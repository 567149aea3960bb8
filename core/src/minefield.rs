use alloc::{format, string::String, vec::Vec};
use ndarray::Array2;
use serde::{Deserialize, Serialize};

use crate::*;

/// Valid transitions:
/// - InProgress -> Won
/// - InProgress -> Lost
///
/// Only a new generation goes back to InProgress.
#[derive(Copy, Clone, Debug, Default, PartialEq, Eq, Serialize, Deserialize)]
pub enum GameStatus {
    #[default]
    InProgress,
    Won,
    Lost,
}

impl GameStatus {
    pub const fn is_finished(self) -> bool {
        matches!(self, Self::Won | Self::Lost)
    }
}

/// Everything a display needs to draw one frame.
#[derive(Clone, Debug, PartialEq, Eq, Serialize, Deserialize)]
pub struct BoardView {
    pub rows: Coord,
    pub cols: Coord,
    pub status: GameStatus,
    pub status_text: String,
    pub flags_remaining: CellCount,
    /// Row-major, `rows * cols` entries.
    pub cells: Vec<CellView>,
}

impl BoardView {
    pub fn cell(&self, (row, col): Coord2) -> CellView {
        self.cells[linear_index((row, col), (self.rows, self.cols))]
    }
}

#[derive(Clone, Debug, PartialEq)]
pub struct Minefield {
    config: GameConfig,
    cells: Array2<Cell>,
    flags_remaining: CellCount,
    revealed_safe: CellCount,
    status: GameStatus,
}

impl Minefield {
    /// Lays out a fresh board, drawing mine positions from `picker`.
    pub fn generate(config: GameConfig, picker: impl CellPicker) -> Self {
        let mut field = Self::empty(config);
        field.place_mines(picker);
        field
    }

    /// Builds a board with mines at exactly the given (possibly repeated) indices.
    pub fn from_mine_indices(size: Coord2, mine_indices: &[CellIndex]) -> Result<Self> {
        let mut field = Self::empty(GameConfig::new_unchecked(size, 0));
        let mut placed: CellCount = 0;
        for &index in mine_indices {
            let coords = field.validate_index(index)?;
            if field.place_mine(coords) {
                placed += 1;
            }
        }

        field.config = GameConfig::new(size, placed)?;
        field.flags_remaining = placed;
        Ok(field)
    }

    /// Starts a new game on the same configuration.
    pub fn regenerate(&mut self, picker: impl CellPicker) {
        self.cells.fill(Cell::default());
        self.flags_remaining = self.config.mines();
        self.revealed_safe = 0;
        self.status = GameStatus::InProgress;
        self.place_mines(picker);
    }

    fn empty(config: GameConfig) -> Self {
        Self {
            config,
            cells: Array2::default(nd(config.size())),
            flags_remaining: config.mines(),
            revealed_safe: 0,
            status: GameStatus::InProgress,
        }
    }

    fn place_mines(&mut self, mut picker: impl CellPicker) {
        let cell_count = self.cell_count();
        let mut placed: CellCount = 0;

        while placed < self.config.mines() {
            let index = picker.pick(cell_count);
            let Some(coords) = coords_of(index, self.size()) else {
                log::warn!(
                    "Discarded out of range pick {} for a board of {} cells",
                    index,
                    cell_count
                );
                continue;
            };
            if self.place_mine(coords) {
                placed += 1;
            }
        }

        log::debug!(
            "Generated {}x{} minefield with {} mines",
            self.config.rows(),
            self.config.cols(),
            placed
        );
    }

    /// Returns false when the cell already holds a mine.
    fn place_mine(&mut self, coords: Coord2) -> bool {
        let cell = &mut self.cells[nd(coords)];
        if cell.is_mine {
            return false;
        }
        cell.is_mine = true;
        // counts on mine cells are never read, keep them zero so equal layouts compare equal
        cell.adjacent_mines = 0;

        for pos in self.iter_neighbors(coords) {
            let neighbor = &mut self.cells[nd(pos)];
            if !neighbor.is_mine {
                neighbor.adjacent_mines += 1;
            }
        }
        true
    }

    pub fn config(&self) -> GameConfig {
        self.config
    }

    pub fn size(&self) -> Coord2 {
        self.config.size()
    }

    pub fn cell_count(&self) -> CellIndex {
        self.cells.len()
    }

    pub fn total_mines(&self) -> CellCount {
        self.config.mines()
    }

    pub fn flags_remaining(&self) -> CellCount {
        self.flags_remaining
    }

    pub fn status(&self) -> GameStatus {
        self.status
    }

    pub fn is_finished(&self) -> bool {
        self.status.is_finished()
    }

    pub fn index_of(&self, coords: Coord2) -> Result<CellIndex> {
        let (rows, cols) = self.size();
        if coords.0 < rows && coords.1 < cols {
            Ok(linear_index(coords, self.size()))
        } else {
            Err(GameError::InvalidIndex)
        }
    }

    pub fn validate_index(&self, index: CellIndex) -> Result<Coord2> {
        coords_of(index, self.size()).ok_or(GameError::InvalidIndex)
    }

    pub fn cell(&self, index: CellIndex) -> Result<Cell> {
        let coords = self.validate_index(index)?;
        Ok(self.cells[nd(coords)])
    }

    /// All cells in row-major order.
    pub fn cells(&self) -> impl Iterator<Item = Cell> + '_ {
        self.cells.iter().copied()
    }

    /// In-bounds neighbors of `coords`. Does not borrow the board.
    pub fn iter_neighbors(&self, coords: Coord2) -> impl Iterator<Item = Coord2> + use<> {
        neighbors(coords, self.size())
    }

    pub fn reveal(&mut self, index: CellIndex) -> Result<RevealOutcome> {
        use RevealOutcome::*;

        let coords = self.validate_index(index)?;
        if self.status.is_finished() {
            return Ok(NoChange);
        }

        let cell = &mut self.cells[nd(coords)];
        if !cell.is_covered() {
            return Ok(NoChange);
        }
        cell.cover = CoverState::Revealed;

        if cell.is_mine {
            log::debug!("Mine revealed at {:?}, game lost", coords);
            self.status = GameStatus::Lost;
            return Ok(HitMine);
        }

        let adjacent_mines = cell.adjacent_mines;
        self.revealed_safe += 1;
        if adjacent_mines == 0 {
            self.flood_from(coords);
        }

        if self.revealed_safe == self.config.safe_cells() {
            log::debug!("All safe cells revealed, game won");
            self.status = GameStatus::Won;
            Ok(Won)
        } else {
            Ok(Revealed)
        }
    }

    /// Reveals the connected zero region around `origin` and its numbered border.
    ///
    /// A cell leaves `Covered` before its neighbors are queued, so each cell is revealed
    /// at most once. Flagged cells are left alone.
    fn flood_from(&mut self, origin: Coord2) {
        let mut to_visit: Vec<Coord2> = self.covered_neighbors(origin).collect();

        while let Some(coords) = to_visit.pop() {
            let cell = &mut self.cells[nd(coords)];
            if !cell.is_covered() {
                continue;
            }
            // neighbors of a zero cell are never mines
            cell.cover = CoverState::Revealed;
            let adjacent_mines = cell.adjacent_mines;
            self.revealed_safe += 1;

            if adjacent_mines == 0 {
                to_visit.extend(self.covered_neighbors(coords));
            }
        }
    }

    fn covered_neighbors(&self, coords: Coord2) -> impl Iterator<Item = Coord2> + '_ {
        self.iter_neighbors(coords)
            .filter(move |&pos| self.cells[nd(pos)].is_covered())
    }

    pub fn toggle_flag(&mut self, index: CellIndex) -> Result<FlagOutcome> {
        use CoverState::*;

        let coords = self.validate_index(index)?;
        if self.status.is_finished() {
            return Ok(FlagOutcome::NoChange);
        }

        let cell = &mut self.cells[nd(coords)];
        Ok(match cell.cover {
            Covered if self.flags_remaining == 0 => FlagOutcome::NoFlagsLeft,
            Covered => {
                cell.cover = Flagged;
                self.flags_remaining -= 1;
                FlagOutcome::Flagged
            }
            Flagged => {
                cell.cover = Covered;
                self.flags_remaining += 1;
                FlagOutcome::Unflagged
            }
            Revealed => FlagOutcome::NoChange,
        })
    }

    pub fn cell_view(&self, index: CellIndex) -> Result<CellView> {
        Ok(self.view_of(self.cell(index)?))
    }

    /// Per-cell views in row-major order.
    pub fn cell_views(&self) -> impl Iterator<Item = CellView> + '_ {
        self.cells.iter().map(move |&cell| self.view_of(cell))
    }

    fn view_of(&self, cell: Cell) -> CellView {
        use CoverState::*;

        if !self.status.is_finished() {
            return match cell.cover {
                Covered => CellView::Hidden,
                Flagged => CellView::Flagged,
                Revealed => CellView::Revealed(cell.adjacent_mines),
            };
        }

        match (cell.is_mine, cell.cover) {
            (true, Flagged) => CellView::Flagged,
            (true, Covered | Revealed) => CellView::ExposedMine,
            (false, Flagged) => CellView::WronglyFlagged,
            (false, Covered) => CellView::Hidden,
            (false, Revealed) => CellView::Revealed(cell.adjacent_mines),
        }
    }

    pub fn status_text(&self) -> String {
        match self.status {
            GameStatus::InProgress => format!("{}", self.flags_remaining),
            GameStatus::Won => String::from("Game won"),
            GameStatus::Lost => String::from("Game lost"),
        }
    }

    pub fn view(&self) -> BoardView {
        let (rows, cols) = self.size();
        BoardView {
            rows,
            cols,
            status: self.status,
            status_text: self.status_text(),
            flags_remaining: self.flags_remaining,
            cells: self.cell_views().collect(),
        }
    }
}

◇ ◇ ◇ ◇ ◇

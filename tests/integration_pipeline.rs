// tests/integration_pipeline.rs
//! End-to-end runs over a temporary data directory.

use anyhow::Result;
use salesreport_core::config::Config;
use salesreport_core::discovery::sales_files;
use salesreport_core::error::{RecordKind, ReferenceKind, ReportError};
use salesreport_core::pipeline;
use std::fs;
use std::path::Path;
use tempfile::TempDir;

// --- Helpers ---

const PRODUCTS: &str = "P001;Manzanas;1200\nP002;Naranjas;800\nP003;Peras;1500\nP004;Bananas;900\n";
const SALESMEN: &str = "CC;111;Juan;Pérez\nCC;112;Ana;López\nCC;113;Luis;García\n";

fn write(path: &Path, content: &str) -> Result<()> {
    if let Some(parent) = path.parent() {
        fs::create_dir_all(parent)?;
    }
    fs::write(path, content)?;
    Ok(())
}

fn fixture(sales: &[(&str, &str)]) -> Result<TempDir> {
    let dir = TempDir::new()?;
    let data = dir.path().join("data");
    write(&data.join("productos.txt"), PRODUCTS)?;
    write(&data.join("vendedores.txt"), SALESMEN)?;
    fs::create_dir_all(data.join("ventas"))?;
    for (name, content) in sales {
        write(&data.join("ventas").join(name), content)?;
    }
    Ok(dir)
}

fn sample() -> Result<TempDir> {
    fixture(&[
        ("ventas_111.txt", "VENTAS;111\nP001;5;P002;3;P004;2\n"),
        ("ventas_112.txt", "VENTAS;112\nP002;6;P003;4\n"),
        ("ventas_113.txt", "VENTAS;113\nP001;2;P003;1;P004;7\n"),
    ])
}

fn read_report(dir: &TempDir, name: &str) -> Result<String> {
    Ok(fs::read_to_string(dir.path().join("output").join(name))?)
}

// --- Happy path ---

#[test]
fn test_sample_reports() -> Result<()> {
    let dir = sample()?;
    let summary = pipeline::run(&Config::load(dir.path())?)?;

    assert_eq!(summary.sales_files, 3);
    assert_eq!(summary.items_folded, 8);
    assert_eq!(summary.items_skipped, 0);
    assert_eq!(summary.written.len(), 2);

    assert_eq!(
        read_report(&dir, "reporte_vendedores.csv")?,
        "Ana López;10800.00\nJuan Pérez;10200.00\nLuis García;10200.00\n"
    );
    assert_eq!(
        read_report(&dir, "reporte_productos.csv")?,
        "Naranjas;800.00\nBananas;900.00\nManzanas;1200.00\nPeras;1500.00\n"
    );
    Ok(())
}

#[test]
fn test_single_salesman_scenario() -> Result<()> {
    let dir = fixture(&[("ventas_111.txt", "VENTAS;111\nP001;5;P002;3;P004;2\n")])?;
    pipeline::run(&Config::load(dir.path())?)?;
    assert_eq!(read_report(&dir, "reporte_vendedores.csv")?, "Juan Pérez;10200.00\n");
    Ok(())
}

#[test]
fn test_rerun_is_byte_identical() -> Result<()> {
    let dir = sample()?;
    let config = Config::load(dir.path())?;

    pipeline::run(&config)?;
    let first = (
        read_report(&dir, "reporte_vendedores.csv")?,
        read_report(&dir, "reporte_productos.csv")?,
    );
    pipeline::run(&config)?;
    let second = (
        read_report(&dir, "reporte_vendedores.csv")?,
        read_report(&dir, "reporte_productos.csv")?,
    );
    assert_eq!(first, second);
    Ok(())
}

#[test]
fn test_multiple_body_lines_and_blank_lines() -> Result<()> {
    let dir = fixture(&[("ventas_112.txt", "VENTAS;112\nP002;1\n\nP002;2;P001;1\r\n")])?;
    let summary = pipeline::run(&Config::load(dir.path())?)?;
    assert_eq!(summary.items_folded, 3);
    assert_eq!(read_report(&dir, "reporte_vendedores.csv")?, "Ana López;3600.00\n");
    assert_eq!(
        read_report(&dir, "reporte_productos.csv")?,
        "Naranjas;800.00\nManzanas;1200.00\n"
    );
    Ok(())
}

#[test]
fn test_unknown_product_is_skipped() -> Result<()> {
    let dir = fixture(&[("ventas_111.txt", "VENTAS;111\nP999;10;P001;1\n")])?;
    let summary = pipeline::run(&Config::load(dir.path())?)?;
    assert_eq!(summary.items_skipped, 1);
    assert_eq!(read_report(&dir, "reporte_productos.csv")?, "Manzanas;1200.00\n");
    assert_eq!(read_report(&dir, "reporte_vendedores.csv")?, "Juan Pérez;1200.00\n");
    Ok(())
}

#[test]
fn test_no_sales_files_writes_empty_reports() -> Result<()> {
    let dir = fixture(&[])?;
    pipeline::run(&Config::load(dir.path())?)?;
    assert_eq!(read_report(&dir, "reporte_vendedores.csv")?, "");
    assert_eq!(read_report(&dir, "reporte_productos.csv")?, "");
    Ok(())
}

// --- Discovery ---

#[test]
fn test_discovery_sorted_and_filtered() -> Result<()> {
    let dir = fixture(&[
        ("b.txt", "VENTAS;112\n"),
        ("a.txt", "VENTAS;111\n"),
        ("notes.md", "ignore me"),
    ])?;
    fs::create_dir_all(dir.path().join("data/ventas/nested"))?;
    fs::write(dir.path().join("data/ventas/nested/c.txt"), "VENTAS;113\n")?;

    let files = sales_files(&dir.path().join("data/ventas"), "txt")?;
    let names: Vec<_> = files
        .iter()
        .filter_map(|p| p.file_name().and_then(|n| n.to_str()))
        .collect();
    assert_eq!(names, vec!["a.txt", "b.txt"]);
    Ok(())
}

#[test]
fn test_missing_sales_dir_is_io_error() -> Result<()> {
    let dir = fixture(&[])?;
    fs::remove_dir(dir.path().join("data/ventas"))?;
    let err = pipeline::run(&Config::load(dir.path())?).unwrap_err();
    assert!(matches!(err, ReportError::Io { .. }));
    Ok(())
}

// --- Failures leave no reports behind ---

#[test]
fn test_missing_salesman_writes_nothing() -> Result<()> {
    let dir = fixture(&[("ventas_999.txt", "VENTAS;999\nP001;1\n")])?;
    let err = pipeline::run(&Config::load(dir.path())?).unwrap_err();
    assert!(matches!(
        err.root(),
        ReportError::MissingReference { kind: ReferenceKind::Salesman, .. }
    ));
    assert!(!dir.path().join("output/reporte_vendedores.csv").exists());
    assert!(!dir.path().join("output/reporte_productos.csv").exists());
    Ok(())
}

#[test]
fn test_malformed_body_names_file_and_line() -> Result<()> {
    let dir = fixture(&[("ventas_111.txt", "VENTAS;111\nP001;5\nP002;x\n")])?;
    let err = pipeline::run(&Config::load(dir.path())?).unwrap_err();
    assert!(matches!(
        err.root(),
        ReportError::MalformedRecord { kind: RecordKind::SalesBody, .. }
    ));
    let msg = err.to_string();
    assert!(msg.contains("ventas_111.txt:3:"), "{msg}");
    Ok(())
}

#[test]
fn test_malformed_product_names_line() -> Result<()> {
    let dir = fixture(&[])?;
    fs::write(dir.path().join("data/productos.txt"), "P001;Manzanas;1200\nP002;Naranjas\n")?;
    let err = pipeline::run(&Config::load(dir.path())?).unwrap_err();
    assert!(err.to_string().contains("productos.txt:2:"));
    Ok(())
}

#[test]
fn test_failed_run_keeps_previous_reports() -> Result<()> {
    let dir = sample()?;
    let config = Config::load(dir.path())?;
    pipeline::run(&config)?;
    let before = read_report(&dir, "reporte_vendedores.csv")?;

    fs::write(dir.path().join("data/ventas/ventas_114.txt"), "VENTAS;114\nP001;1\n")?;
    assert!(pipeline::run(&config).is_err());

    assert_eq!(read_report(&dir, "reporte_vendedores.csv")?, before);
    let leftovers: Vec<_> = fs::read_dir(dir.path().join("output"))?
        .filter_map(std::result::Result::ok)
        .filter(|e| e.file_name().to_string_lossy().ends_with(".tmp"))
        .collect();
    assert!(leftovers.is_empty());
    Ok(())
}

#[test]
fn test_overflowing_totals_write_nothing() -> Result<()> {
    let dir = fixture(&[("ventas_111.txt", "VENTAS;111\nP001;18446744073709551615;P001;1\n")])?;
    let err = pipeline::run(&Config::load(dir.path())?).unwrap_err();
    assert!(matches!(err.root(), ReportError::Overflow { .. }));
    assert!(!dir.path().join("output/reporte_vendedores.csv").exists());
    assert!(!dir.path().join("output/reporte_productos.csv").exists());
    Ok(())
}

◇ ◇ ◇ ◇ ◇

Return, word for word, the lines of the data above from the line with "assert_eq!(summary.written.len(), 2);" through the line with "fn test_single_salesman_scenario() ->", inclusive.

    assert_eq!(summary.written.len(), 2);

    assert_eq!(
        read_report(&dir, "reporte_vendedores.csv")?,
        "Ana López;10800.00\nJuan Pérez;10200.00\nLuis García;10200.00\n"
    );
    assert_eq!(
        read_report(&dir, "reporte_productos.csv")?,
        "Naranjas;800.00\nBananas;900.00\nManzanas;1200.00\nPeras;1500.00\n"
    );
    Ok(())
}

#[test]
fn test_single_salesman_scenario() -> Result<()> {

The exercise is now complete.